De novo descubro a vida - escrevia ele em 1880 -, volto à posse da minha personalidade, saboreio todas as boas coisas, mesmo as pequenas, como outros poderão muito dificilmente saboreá-las. Fiz de minha vontade de curar, de viver, minha filosofia. Que se tome nota, com efeito: os anos em que minha vitalidade descia a seu mínimo formam aqueles em que cessei de ser pessimista: o instinto de conservação interdiz-me uma filosofia da indigência e da pusilanimidade. O filósofo não tem o direito de ser pessimista.

Por uma curiosa inversão do schopenhaurismo, depois de muitos anos de padecimentos atrozes e de ter debalde ensaiado um sem-número de narcóticos, volta ao gozo sereno e inaudito da liberdade, começa a sonhar dias melhores e tem o pressentimento dos mundos novos que se abriram ante a sua visão mental. Admirável vitória da vontade sobre a própria alma, maravilhosa volta a si mesmo, que lhe faz dizer, quando termina La Gaya Scienza:

Este livro não é senão as saturnais de um espírito que resiste pacientemente a uma terrível e longa pressa - pacientemente, severamente, friamente, sem submeter-se, mas sem esperança, e que hoje, de súbito, é assaltado pela esperança, pela esperança da cura, pela ebriedade da cura. É que todo este livro não é senão festa depois das privações e das fraquezas, é a rejubilação das forças renascentes, a nova fé no amanhã e no depois de amanhã, sentimento súbito e o pressentimento do porvir, das aventuras próximas e dos mares novamente abertos, dos fins permitidos outra vez e nos quais é de novo permitido crer.

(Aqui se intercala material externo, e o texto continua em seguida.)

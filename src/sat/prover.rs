//! A proof-logging CDCL solver.
//!
//! Conflict-driven clause learning with two watched literals and 1UIP
//! learning. Every learned clause records the antecedents it was resolved
//! from, so an unsatisfiable run yields a [`ResolutionTrace`] ending in
//! the empty clause. The prover keeps every original clause it was given;
//! [`SatProver::reduce`] re-runs the search over a subset chosen by a
//! [`ReductionStrategy`], keeping the smaller refutation when one exists
//! and rolling back when the subset turns out satisfiable.
//!
//! Original clause indices are stable across re-solves: clause `i` is the
//! `i`th clause added. Learned clauses take indices past the originals.

use std::time::{Duration, Instant};

use rustc_hash::{FxHashMap, FxHashSet};

use super::trace::{ResolutionTrace, TraceClause};
use super::{ReductionStrategy, SatProver, SatSolver};

/// CDCL solver with resolution logging.
pub struct CdclProver {
    num_vars: u32,
    originals: Vec<Vec<i32>>,
    active: Vec<bool>,
    model: Vec<bool>,
    trace: Option<ResolutionTrace>,
    timeout: Option<Duration>,
}

impl CdclProver {
    /// A fresh prover with no variables or clauses.
    pub fn new() -> Self {
        Self {
            num_vars: 0,
            originals: Vec::new(),
            active: Vec::new(),
            model: Vec::new(),
            trace: None,
            timeout: None,
        }
    }

    /// Sets the wall-clock budget honored by [`SatSolver::solve_limited`].
    pub fn set_timeout(&mut self, timeout: Option<Duration>) {
        self.timeout = timeout;
    }
}

impl Default for CdclProver {
    fn default() -> Self {
        Self::new()
    }
}

impl SatSolver for CdclProver {
    fn add_variables(&mut self, n: u32) {
        self.num_vars += n;
    }

    fn add_clause(&mut self, literals: &[i32]) -> bool {
        self.originals.push(literals.to_vec());
        self.active.push(true);
        !literals.is_empty()
    }

    fn solve(&mut self) -> bool {
        match search(self.num_vars as usize, &self.originals, &self.active, None) {
            Outcome::Sat(model) => {
                self.model = model;
                true
            }
            Outcome::Unsat(trace) => {
                self.trace = Some(trace);
                false
            }
            Outcome::Unknown => unreachable!("no deadline was set"),
        }
    }

    fn solve_limited(&mut self) -> Option<bool> {
        let deadline = self.timeout.map(|t| Instant::now() + t);
        match search(self.num_vars as usize, &self.originals, &self.active, deadline) {
            Outcome::Sat(model) => {
                self.model = model;
                Some(true)
            }
            Outcome::Unsat(trace) => {
                self.trace = Some(trace);
                Some(false)
            }
            Outcome::Unknown => None,
        }
    }

    fn value_of(&self, var: u32) -> bool {
        self.model.get(var as usize).copied().unwrap_or(false)
    }

    fn num_variables(&self) -> u32 {
        self.num_vars
    }

    fn num_clauses(&self) -> u32 {
        self.originals.len() as u32
    }
}

impl SatProver for CdclProver {
    fn proof(&self) -> &ResolutionTrace {
        self.trace
            .as_ref()
            .expect("proof() requires an unsatisfiable solve")
    }

    fn reduce(&mut self, strategy: &mut dyn ReductionStrategy) {
        if self.trace.is_none() {
            return;
        }
        loop {
            let remove = strategy.next_reduction(self.trace.as_ref().expect("trace present"));
            if remove.is_empty() {
                break;
            }
            let saved = self.active.clone();
            for &idx in &remove {
                if idx < self.active.len() {
                    self.active[idx] = false;
                }
            }
            match search(self.num_vars as usize, &self.originals, &self.active, None) {
                Outcome::Unsat(trace) => self.trace = Some(trace),
                Outcome::Sat(_) => self.active = saved,
                Outcome::Unknown => unreachable!("no deadline was set"),
            }
        }
    }
}

enum Outcome {
    Sat(Vec<bool>),
    Unsat(ResolutionTrace),
    /// The deadline expired before the search concluded.
    Unknown,
}

#[derive(Clone, Copy, PartialEq, Eq)]
enum Val {
    True,
    False,
    Unassigned,
}

struct Search {
    num_vars: usize,
    clauses: FxHashMap<usize, Vec<i32>>,
    watches: FxHashMap<i32, Vec<usize>>,
    assign: Vec<i8>,
    level: Vec<u32>,
    reason: Vec<Option<usize>>,
    trail: Vec<i32>,
    trail_lim: Vec<usize>,
    qhead: usize,
    next_id: usize,
    trace: Vec<TraceClause>,
}

/// Runs one CDCL search over the active subset of `originals`.
fn search(
    num_vars: usize,
    originals: &[Vec<i32>],
    active: &[bool],
    deadline: Option<Instant>,
) -> Outcome {
    let mut s = Search {
        num_vars,
        clauses: FxHashMap::default(),
        watches: FxHashMap::default(),
        assign: vec![0; num_vars + 1],
        level: vec![0; num_vars + 1],
        reason: vec![None; num_vars + 1],
        trail: Vec::new(),
        trail_lim: Vec::new(),
        qhead: 0,
        next_id: originals.len(),
        trace: Vec::new(),
    };

    let mut units: Vec<(i32, usize)> = Vec::new();
    for (id, lits) in originals.iter().enumerate() {
        if !active[id] {
            continue;
        }
        s.trace.push(TraceClause {
            index: id,
            learned: false,
            literals: lits.clone(),
            antecedents: Vec::new(),
        });
        s.clauses.insert(id, lits.clone());
        match lits.len() {
            0 => {
                // an empty original clause is its own refutation
                let trace = std::mem::take(&mut s.trace);
                return Outcome::Unsat(ResolutionTrace::new(trace, id));
            }
            1 => units.push((lits[0], id)),
            _ => {
                s.watches.entry(lits[0]).or_default().push(id);
                s.watches.entry(lits[1]).or_default().push(id);
            }
        }
    }

    for (lit, id) in units {
        match s.value(lit) {
            Val::True => {}
            Val::Unassigned => s.enqueue(lit, Some(id)),
            Val::False => {
                let conflict = s.finalize(id);
                let trace = std::mem::take(&mut s.trace);
                return Outcome::Unsat(ResolutionTrace::new(trace, conflict));
            }
        }
    }

    let mut conflicts: u64 = 0;
    loop {
        if let Some(conflict) = s.propagate() {
            conflicts += 1;
            if conflicts % 1024 == 0 {
                if let Some(deadline) = deadline {
                    if Instant::now() >= deadline {
                        return Outcome::Unknown;
                    }
                }
            }
            if s.decision_level() == 0 {
                let conflict = s.finalize(conflict);
                let trace = std::mem::take(&mut s.trace);
                return Outcome::Unsat(ResolutionTrace::new(trace, conflict));
            }
            let (learned, backjump, antecedents) = s.analyze(conflict);
            let id = s.next_id;
            s.next_id += 1;
            s.trace.push(TraceClause {
                index: id,
                learned: true,
                literals: learned.clone(),
                antecedents,
            });
            s.backtrack(backjump);
            s.attach_learned(id, learned);
        } else {
            match (1..=num_vars).find(|&v| s.assign[v] == 0) {
                None => {
                    let model = (0..=num_vars).map(|v| s.assign[v] > 0).collect();
                    return Outcome::Sat(model);
                }
                Some(var) => {
                    s.trail_lim.push(s.trail.len());
                    s.enqueue(-(var as i32), None);
                }
            }
        }
    }
}

impl Search {
    fn value(&self, lit: i32) -> Val {
        let v = self.assign[lit.unsigned_abs() as usize];
        if v == 0 {
            Val::Unassigned
        } else if (v > 0) == (lit > 0) {
            Val::True
        } else {
            Val::False
        }
    }

    fn decision_level(&self) -> usize {
        self.trail_lim.len()
    }

    fn enqueue(&mut self, lit: i32, reason: Option<usize>) {
        let var = lit.unsigned_abs() as usize;
        debug_assert_eq!(self.assign[var], 0);
        self.assign[var] = if lit > 0 { 1 } else { -1 };
        self.level[var] = self.decision_level() as u32;
        self.reason[var] = reason;
        self.trail.push(lit);
    }

    fn backtrack(&mut self, to_level: u32) {
        while self.decision_level() > to_level as usize {
            let lim = self.trail_lim.pop().expect("level implies a limit");
            while self.trail.len() > lim {
                let lit = self.trail.pop().expect("trail is non-empty");
                let var = lit.unsigned_abs() as usize;
                self.assign[var] = 0;
                self.reason[var] = None;
            }
        }
        self.qhead = self.trail.len();
    }

    fn attach_learned(&mut self, id: usize, mut lits: Vec<i32>) {
        if lits.len() >= 2 {
            // the second watch must sit at the backjump level
            let deepest = (1..lits.len())
                .max_by_key(|&i| self.level[lits[i].unsigned_abs() as usize])
                .expect("clause has at least two literals");
            lits.swap(1, deepest);
            self.watches.entry(lits[0]).or_default().push(id);
            self.watches.entry(lits[1]).or_default().push(id);
        }
        let asserting = lits[0];
        self.clauses.insert(id, lits);
        self.enqueue(asserting, Some(id));
    }

    fn propagate(&mut self) -> Option<usize> {
        while self.qhead < self.trail.len() {
            let lit = self.trail[self.qhead];
            self.qhead += 1;
            let neg = -lit;
            let watchers = self.watches.remove(&neg).unwrap_or_default();
            let mut kept = Vec::with_capacity(watchers.len());
            let mut conflict = None;
            let mut i = 0;
            while i < watchers.len() {
                let cid = watchers[i];
                i += 1;
                let mut lits = self.clauses.get(&cid).expect("watched clause").clone();
                if lits[0] == neg {
                    lits.swap(0, 1);
                }
                if self.value(lits[0]) == Val::True {
                    self.clauses.insert(cid, lits);
                    kept.push(cid);
                    continue;
                }
                if let Some(pos) = (2..lits.len()).find(|&k| self.value(lits[k]) != Val::False) {
                    lits.swap(1, pos);
                    self.watches.entry(lits[1]).or_default().push(cid);
                    self.clauses.insert(cid, lits);
                    continue;
                }
                // no replacement watch: asserting or conflicting
                let first = lits[0];
                self.clauses.insert(cid, lits);
                kept.push(cid);
                match self.value(first) {
                    Val::False => {
                        kept.extend_from_slice(&watchers[i..]);
                        conflict = Some(cid);
                        break;
                    }
                    _ => self.enqueue(first, Some(cid)),
                }
            }
            self.watches.insert(neg, kept);
            if conflict.is_some() {
                self.qhead = self.trail.len();
                return conflict;
            }
        }
        None
    }

    /// First-UIP conflict analysis. Returns the learned clause (asserting
    /// literal first), the backjump level, and the antecedent chain.
    fn analyze(&mut self, mut conflict: usize) -> (Vec<i32>, u32, Vec<usize>) {
        let current = self.decision_level() as u32;
        let mut learned: Vec<i32> = vec![0];
        let mut seen = vec![false; self.num_vars + 1];
        let mut counter = 0usize;
        let mut resolved: Option<i32> = None;
        let mut index = self.trail.len();
        let mut antecedents = Vec::new();

        loop {
            antecedents.push(conflict);
            let lits = self.clauses.get(&conflict).expect("antecedent clause").clone();
            for &q in &lits {
                if Some(q) == resolved {
                    continue;
                }
                let var = q.unsigned_abs() as usize;
                if !seen[var] && self.level[var] > 0 {
                    seen[var] = true;
                    if self.level[var] == current {
                        counter += 1;
                    } else {
                        learned.push(q);
                    }
                }
            }
            let p = loop {
                index -= 1;
                let t = self.trail[index];
                if seen[t.unsigned_abs() as usize] {
                    break t;
                }
            };
            seen[p.unsigned_abs() as usize] = false;
            counter -= 1;
            if counter == 0 {
                learned[0] = -p;
                break;
            }
            resolved = Some(p);
            conflict = self.reason[p.unsigned_abs() as usize].expect("propagation has a reason");
        }

        let backjump = learned[1..]
            .iter()
            .map(|&l| self.level[l.unsigned_abs() as usize])
            .max()
            .unwrap_or(0);
        (learned, backjump, antecedents)
    }

    /// Resolves a level-0 conflict down to the empty clause, recording the
    /// antecedent chain, and returns the empty clause's index.
    fn finalize(&mut self, conflict: usize) -> usize {
        let mut antecedents = vec![conflict];
        let mut seen: FxHashSet<usize> = FxHashSet::default();
        let mut queue: Vec<i32> = self.clauses.get(&conflict).expect("conflict clause").clone();
        while let Some(lit) = queue.pop() {
            let var = lit.unsigned_abs() as usize;
            if !seen.insert(var) {
                continue;
            }
            let reason = self.reason[var].expect("level-0 assignment has a reason");
            antecedents.push(reason);
            for &q in self.clauses.get(&reason).expect("reason clause") {
                if q.unsigned_abs() as usize != var {
                    queue.push(q);
                }
            }
        }
        let id = self.next_id;
        self.next_id += 1;
        self.trace.push(TraceClause {
            index: id,
            learned: true,
            literals: Vec::new(),
            antecedents,
        });
        id
    }
}
//! Shared helpers for core-minimization strategies.

use rustc_hash::{FxHashMap, FxHashSet};

use crate::ast::visitor::{Node, NodeId};
use crate::ast::Formula;
use crate::fol2bool::TranslationLog;
use crate::sat::ResolutionTrace;

/// The variables of the low-level core: every variable occurring in an
/// original clause reachable from the conflict through the antecedent DAG.
pub fn core_vars(trace: &ResolutionTrace) -> FxHashSet<u32> {
    let mut vars = FxHashSet::default();
    for index in trace.core() {
        let clause = trace.clause(index).expect("core index is in the trace");
        for &lit in &clause.literals {
            vars.insert(lit.unsigned_abs());
        }
    }
    vars
}

/// The set of node identities in `root`'s subtree, following the AST child
/// relation through shared nodes once.
pub fn subtree_ids(root: &Formula) -> FxHashSet<NodeId> {
    let mut seen = FxHashSet::default();
    let mut stack = vec![Node::Formula(root.clone())];
    while let Some(node) = stack.pop() {
        if seen.insert(node.id()) {
            stack.extend(node.children());
        }
    }
    seen
}

/// For each top-level conjunct in the log's roots: the literal asserting
/// it (if its translation was non-constant) and the set of variables its
/// subtree contributed to the CNF.
pub fn root_literals_and_vars(log: &TranslationLog) -> Vec<(Option<i32>, FxHashSet<u32>)> {
    let roots = log.roots();
    let subtrees: Vec<FxHashSet<NodeId>> = roots.iter().map(subtree_ids).collect();

    // literal of each root: the record for the root node itself, under an
    // empty environment
    let mut literals: Vec<Option<i32>> = vec![None; roots.len()];
    let root_ids: FxHashMap<NodeId, usize> = roots
        .iter()
        .enumerate()
        .map(|(i, r)| (Node::Formula(r.clone()).id(), i))
        .collect();

    let mut vars: Vec<FxHashSet<u32>> = vec![FxHashSet::default(); roots.len()];
    for record in log.replay() {
        let id = record.node.id();
        if record.env.is_empty() {
            if let Some(&i) = root_ids.get(&id) {
                literals[i] = Some(record.literal);
            }
        }
        for (i, subtree) in subtrees.iter().enumerate() {
            if subtree.contains(&id) {
                vars[i].insert(record.literal.unsigned_abs());
            }
        }
    }

    literals.into_iter().zip(vars).collect()
}

#[cfg(test)]
mod tests {
    use super::*;
    use crate::ast::{Expression, Relation};
    use crate::sat::TraceClause;

    #[test]
    fn core_vars_from_trace() {
        let trace = ResolutionTrace::new(
            vec![
                TraceClause {
                    index: 0,
                    learned: false,
                    literals: vec![1, -2],
                    antecedents: vec![],
                },
                TraceClause {
                    index: 1,
                    learned: false,
                    literals: vec![2],
                    antecedents: vec![],
                },
                TraceClause {
                    index: 2,
                    learned: false,
                    literals: vec![-1],
                    antecedents: vec![],
                },
                TraceClause {
                    index: 3,
                    learned: false,
                    literals: vec![9],
                    antecedents: vec![],
                },
                TraceClause {
                    index: 4,
                    learned: true,
                    literals: vec![],
                    antecedents: vec![0, 1, 2],
                },
            ],
            4,
        );
        let vars = core_vars(&trace);
        assert!(vars.contains(&1) && vars.contains(&2));
        assert!(!vars.contains(&9));
    }

    #[test]
    fn subtree_covers_shared_nodes() {
        let r = Relation::unary("r");
        let shared = Expression::from(&r).some();
        let root = shared.clone().and(shared.clone());
        let ids = subtree_ids(&root);
        assert!(ids.contains(&Node::Formula(shared).id()));
        assert!(ids.contains(&Node::Formula(root).id()));
    }
}
//! Unsatisfiable-core minimization strategies.

pub mod min_top;
pub mod strategy_utils;

pub use min_top::MinTopStrategy;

Nietzsche entoando um hino entusiasta à Vida depois de uma penosa enfermidade em que se viu perto da morte ou da loucura, lembra Sófocles louvando Dionísio, o deus do vinho e da alegria, depois dos horrores de Édipo Rei. A atitude do visionário de Engadina sobrepuja, em beleza e em força, a sabedoria gélida dos estóicos: Epíteto e Marco Aurélio reprovariam uma tal exuberância: e isto porque eles não queriam viver, aspiravam à grande paz do túmulo onde se extinguem todas as ilusões dolorosas e todos os vãos tormentos. Nisto, nessa adoração quand même da existência, reside a parte mais fecunda de sua filosofia, a qual estabelece como lei primeira o amor fati, fórmula suprema que foi o seu evangelho, o seu grande amor, e é a única que julga capaz para a grandeza de um homem: amar seu destino, amar sua fatalidade, amar o que é, amar o que há de ser; não querer mudar nenhum fato, no passado, no futuro, e considerá-lo como existindo eternamente; não apenas suportar a necessidade, menos ainda dissimulá-la - pois todo idealismo é uma mentira em face da necessidade -, mas amá-la. Tal foi maneira dessa alma nobre.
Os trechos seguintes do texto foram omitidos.